Genuine “hello, so nice to see you agains” left my lips. “How long has it been?”. Answering “eleven months, let me find my husband and children, I want you to see the baby”, offered just enough time for a secret love my job happy dance. Off she went, oblivious to her status on my impression list.
Eleven months ago she booked a “birthday” party – 70 guests, generous selection of stationed cocktail reception food, birthday cake – standard family party. A heads up regarding relevant details would have been nice. “Guests 5-7 pm” isn’t the same as “you can’t serve anyone until the Rabbi circumcises my son, blesses the food and breaks bread”. OK – good to know.
Adaptability is my middle name -hardly the first, certainly not the last event to stray off course – what impressed client to ask for me by name almost a year later? Bah, doesn’t matter! Her name meant n0thing until the moment fresh eyes prompted “pinch me now, it doesn’t get better than this!”
Repeat client perfection has nothing to do with her impression, everything to do with mine. I wonder if she knows our first encounter is legendary? Not for omitting details of the Bris – in my line of work that’s another day at the office. Her legend wasn’t born during the party, it grew from something left behind.
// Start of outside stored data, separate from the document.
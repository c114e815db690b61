//! Tests for store-failure handling at the HTTP boundary.
//!
//! A failing store must produce a generic error page, never a crash, and the
//! same router must keep serving afterwards.

mod common;

use std::sync::atomic::{AtomicBool, Ordering};
use std::sync::Arc;

use async_trait::async_trait;
use axum::http::StatusCode;
use axum::response::IntoResponse;
use common::{body_string, build_test_app, get, post_form};
use patient_register_api::error::{AppError, GENERIC_FAILURE, STORAGE_UNAVAILABLE};
use patient_register_core::patient::PatientDraft;
use patient_register_core::types::DbId;
use patient_register_db::models::patient::Patient;
use patient_register_db::{PatientStore, SqlitePatientStore, StoreError, UnavailableStore};

/// Wraps a real store and fails every call while `broken` is set.
struct FlakyStore {
    inner: SqlitePatientStore,
    broken: AtomicBool,
}

impl FlakyStore {
    fn check(&self) -> Result<(), StoreError> {
        if self.broken.load(Ordering::SeqCst) {
            Err(StoreError::Database(sqlx::Error::PoolTimedOut))
        } else {
            Ok(())
        }
    }
}

#[async_trait]
impl PatientStore for FlakyStore {
    async fn create(&self, draft: &PatientDraft) -> Result<Patient, StoreError> {
        self.check()?;
        self.inner.create(draft).await
    }

    async fn list_all_descending(&self) -> Result<Vec<Patient>, StoreError> {
        self.check()?;
        self.inner.list_all_descending().await
    }

    async fn get_by_id(&self, id: DbId) -> Result<Option<Patient>, StoreError> {
        self.check()?;
        self.inner.get_by_id(id).await
    }

    async fn delete_by_id(&self, id: DbId) -> Result<bool, StoreError> {
        self.check()?;
        self.inner.delete_by_id(id).await
    }

    async fn count(&self) -> Result<i64, StoreError> {
        self.check()?;
        self.inner.count().await
    }

    async fn ping(&self) -> Result<(), StoreError> {
        self.check()?;
        self.inner.ping().await
    }
}

async fn flaky_store() -> Arc<FlakyStore> {
    Arc::new(FlakyStore {
        inner: SqlitePatientStore::in_memory().await.unwrap(),
        broken: AtomicBool::new(true),
    })
}

// ---------------------------------------------------------------------------
// Test: AppError renders a generic page with the right status
// ---------------------------------------------------------------------------

#[tokio::test]
async fn database_error_renders_generic_500() {
    let response = AppError::Store(StoreError::Database(sqlx::Error::PoolTimedOut)).into_response();

    assert_eq!(response.status(), StatusCode::INTERNAL_SERVER_ERROR);
    let page = body_string(response).await;
    assert!(page.contains(GENERIC_FAILURE));
    assert!(!page.contains("PoolTimedOut"));
}

#[tokio::test]
async fn unavailable_store_renders_503() {
    let response =
        AppError::Store(StoreError::Unavailable("connection refused".into())).into_response();

    assert_eq!(response.status(), StatusCode::SERVICE_UNAVAILABLE);
    let page = body_string(response).await;
    assert!(page.contains(STORAGE_UNAVAILABLE));
    assert!(!page.contains("connection refused"));
}

// ---------------------------------------------------------------------------
// Test: failing requests do not take the router down
// ---------------------------------------------------------------------------

#[tokio::test]
async fn store_failure_on_listing_is_contained() {
    let store = flaky_store().await;
    let app = build_test_app(store.clone());

    let failed = get(&app, "/", None).await;
    assert_eq!(failed.status(), StatusCode::INTERNAL_SERVER_ERROR);
    assert!(body_string(failed).await.contains(GENERIC_FAILURE));

    store.broken.store(false, Ordering::SeqCst);
    let recovered = get(&app, "/", None).await;
    assert_eq!(recovered.status(), StatusCode::OK);
}

#[tokio::test]
async fn store_failure_on_submit_and_delete_is_contained() {
    let store = flaky_store().await;
    let app = build_test_app(store.clone());

    let submit = post_form(&app, "/", "name=Jane&age=34&gender=F&problem=fever", None).await;
    assert_eq!(submit.status(), StatusCode::INTERNAL_SERVER_ERROR);

    let delete = post_form(&app, "/delete/1", "", None).await;
    assert_eq!(delete.status(), StatusCode::INTERNAL_SERVER_ERROR);

    store.broken.store(false, Ordering::SeqCst);
    assert_eq!(store.count().await.unwrap(), 0);
}

#[tokio::test]
async fn validation_still_answers_while_store_is_down() {
    let app = build_test_app(Arc::new(UnavailableStore::new("down")));

    let response = post_form(&app, "/", "name=&age=&gender=&problem=", None).await;

    assert_eq!(response.status(), StatusCode::SEE_OTHER);
}

#[tokio::test]
async fn unavailable_store_fails_fast_with_clear_message() {
    let app = build_test_app(Arc::new(UnavailableStore::new("down")));

    let listing = get(&app, "/", None).await;
    assert_eq!(listing.status(), StatusCode::SERVICE_UNAVAILABLE);
    assert!(body_string(listing).await.contains(STORAGE_UNAVAILABLE));

    let submit = post_form(&app, "/", "name=Jane&age=34&gender=F&problem=fever", None).await;
    assert_eq!(submit.status(), StatusCode::SERVICE_UNAVAILABLE);
}
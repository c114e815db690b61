/// Patient primary keys are store-assigned 64-bit integers.
pub type DbId = i64;

/// All timestamps are UTC.
pub type Timestamp = chrono::DateTime<chrono::Utc>;
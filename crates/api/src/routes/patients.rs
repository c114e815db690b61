//! Route definitions for the patient register pages.

use axum::routing::{get, post};
use axum::Router;

use crate::handlers::patients;
use crate::state::AppState;

/// Patient routes mounted at the root.
///
/// ```text
/// GET    /               -> list_patients
/// POST   /               -> create_patient
/// POST   /delete/{id}    -> delete_patient
/// ```
pub fn router() -> Router<AppState> {
    Router::new()
        .route(
            "/",
            get(patients::list_patients).post(patients::create_patient),
        )
        .route("/delete/{id}", post(patients::delete_patient))
}
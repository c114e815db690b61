//! Domain types and rules for the patient register.
//!
//! Everything in this crate is pure: no I/O, no async. The database and
//! HTTP crates build on these types.

pub mod flash;
pub mod patient;
pub mod types;
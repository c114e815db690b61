//! One-shot user-facing messages.
//!
//! A [`Flash`] is attached to the response that follows a create, delete or
//! rejected submission and is shown on the next rendered page only.

/// Severity of a flash message; also the CSS class it renders with.
#[derive(Debug, Clone, Copy, PartialEq, Eq)]
pub enum FlashLevel {
    Success,
    Error,
}

impl FlashLevel {
    pub fn as_str(self) -> &'static str {
        match self {
            FlashLevel::Success => "success",
            FlashLevel::Error => "error",
        }
    }
}

#[derive(Debug, Clone, PartialEq, Eq)]
pub struct Flash {
    pub level: FlashLevel,
    pub message: String,
}

impl Flash {
    pub fn success(message: impl Into<String>) -> Self {
        Self {
            level: FlashLevel::Success,
            message: message.into(),
        }
    }

    pub fn error(message: impl Into<String>) -> Self {
        Self {
            level: FlashLevel::Error,
            message: message.into(),
        }
    }

    /// `Patient '{name}' added successfully.`
    pub fn patient_added(name: &str) -> Self {
        Self::success(format!("Patient '{name}' added successfully."))
    }

    /// `Patient '{name}' removed.`
    pub fn patient_removed(name: &str) -> Self {
        Self::success(format!("Patient '{name}' removed."))
    }

    pub fn patient_not_found() -> Self {
        Self::error("Patient not found.")
    }
}
//! Submission rules for patient records.
//!
//! [`validate_submission`] turns raw form text into a [`PatientDraft`] or a
//! [`Rejection`]. Nothing here touches storage; a rejected submission never
//! reaches the store.

use std::num::{IntErrorKind, ParseIntError};

use serde::Deserialize;

/// Stored in place of a blank gender.
pub const GENDER_PLACEHOLDER: &str = "—";

/// Inclusive age bounds.
pub const MIN_AGE: i32 = 0;
pub const MAX_AGE: i32 = 150;

/// Column widths of the `patients` table, in characters.
pub const NAME_MAX_LEN: usize = 200;
pub const GENDER_MAX_LEN: usize = 50;
pub const PROBLEM_MAX_LEN: usize = 500;

/// Raw form fields as submitted. Missing fields deserialize as empty text.
#[derive(Debug, Clone, Default, Deserialize)]
#[serde(default)]
pub struct PatientForm {
    pub name: String,
    pub age: String,
    pub gender: String,
    pub problem: String,
}

/// A validated, normalized patient prior to id assignment.
#[derive(Debug, Clone, PartialEq, Eq)]
pub struct PatientDraft {
    pub name: String,
    pub age: i32,
    pub gender: String,
    pub problem: String,
}

/// Why a submission was turned away. The `Display` text is shown to the user.
#[derive(Debug, Clone, PartialEq, Eq, thiserror::Error)]
pub enum Rejection {
    #[error("Please fill in name, age, and health issue.")]
    MissingFields,

    #[error("Please enter a valid age (0–150).")]
    InvalidAgeFormat,

    #[error("Age must be between 0 and 150.")]
    AgeOutOfRange,

    #[error("{field} must be at most {max} characters.")]
    FieldTooLong { field: &'static str, max: usize },
}

/// Validate and normalize a submission.
///
/// Rules apply in order: trim, required fields, integer age, age range,
/// column widths, gender placeholder. The first failing rule wins.
///
/// ```
/// use patient_register_core::patient::{validate_submission, PatientForm, GENDER_PLACEHOLDER};
///
/// let form = PatientForm {
///     name: "  Jane Doe ".into(),
///     age: "34".into(),
///     gender: "".into(),
///     problem: "fever".into(),
/// };
/// let draft = validate_submission(&form).unwrap();
/// assert_eq!(draft.name, "Jane Doe");
/// assert_eq!(draft.gender, GENDER_PLACEHOLDER);
/// ```
pub fn validate_submission(form: &PatientForm) -> Result<PatientDraft, Rejection> {
    let name = form.name.trim();
    let age = form.age.trim();
    let gender = form.gender.trim();
    let problem = form.problem.trim();

    if name.is_empty() || age.is_empty() || problem.is_empty() {
        return Err(Rejection::MissingFields);
    }

    // An integer too wide for i32 is still an integer, just out of range.
    let age: i32 = age.parse().map_err(|err: ParseIntError| match err.kind() {
        IntErrorKind::PosOverflow | IntErrorKind::NegOverflow => Rejection::AgeOutOfRange,
        _ => Rejection::InvalidAgeFormat,
    })?;
    if !(MIN_AGE..=MAX_AGE).contains(&age) {
        return Err(Rejection::AgeOutOfRange);
    }

    check_width("Name", name, NAME_MAX_LEN)?;
    check_width("Gender", gender, GENDER_MAX_LEN)?;
    check_width("Health issue", problem, PROBLEM_MAX_LEN)?;

    let gender = if gender.is_empty() {
        GENDER_PLACEHOLDER
    } else {
        gender
    };

    Ok(PatientDraft {
        name: name.to_string(),
        age,
        gender: gender.to_string(),
        problem: problem.to_string(),
    })
}

fn check_width(field: &'static str, value: &str, max: usize) -> Result<(), Rejection> {
    if value.chars().count() > max {
        return Err(Rejection::FieldTooLong { field, max });
    }
    Ok(())
}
If ever in doubt as to how to make a impression, let me assure you – a coffee cup of foreskin and bloody gauze will suffice. No point in calling out “excuse me, you forgot something”, goodbye pleasantries had been exchanged. Standing alone, cup of foreskin in hand, several thoughts came to mind. Was this usual practice? An oversight? Might they return in panicked haste to retrieve it?
Twenty minutes clean up, one minor detail before walking out the door. Tossing coffee cup in the garbage bin, I drove away pondering the absurdity of believing it socially acceptable to leave the caterer a cup of bloody gauze and snipped bits. Regardless, I made a positive impression, an imprint void of coffee cup acknowledgements or comprehension of the lasting impression stamped on me.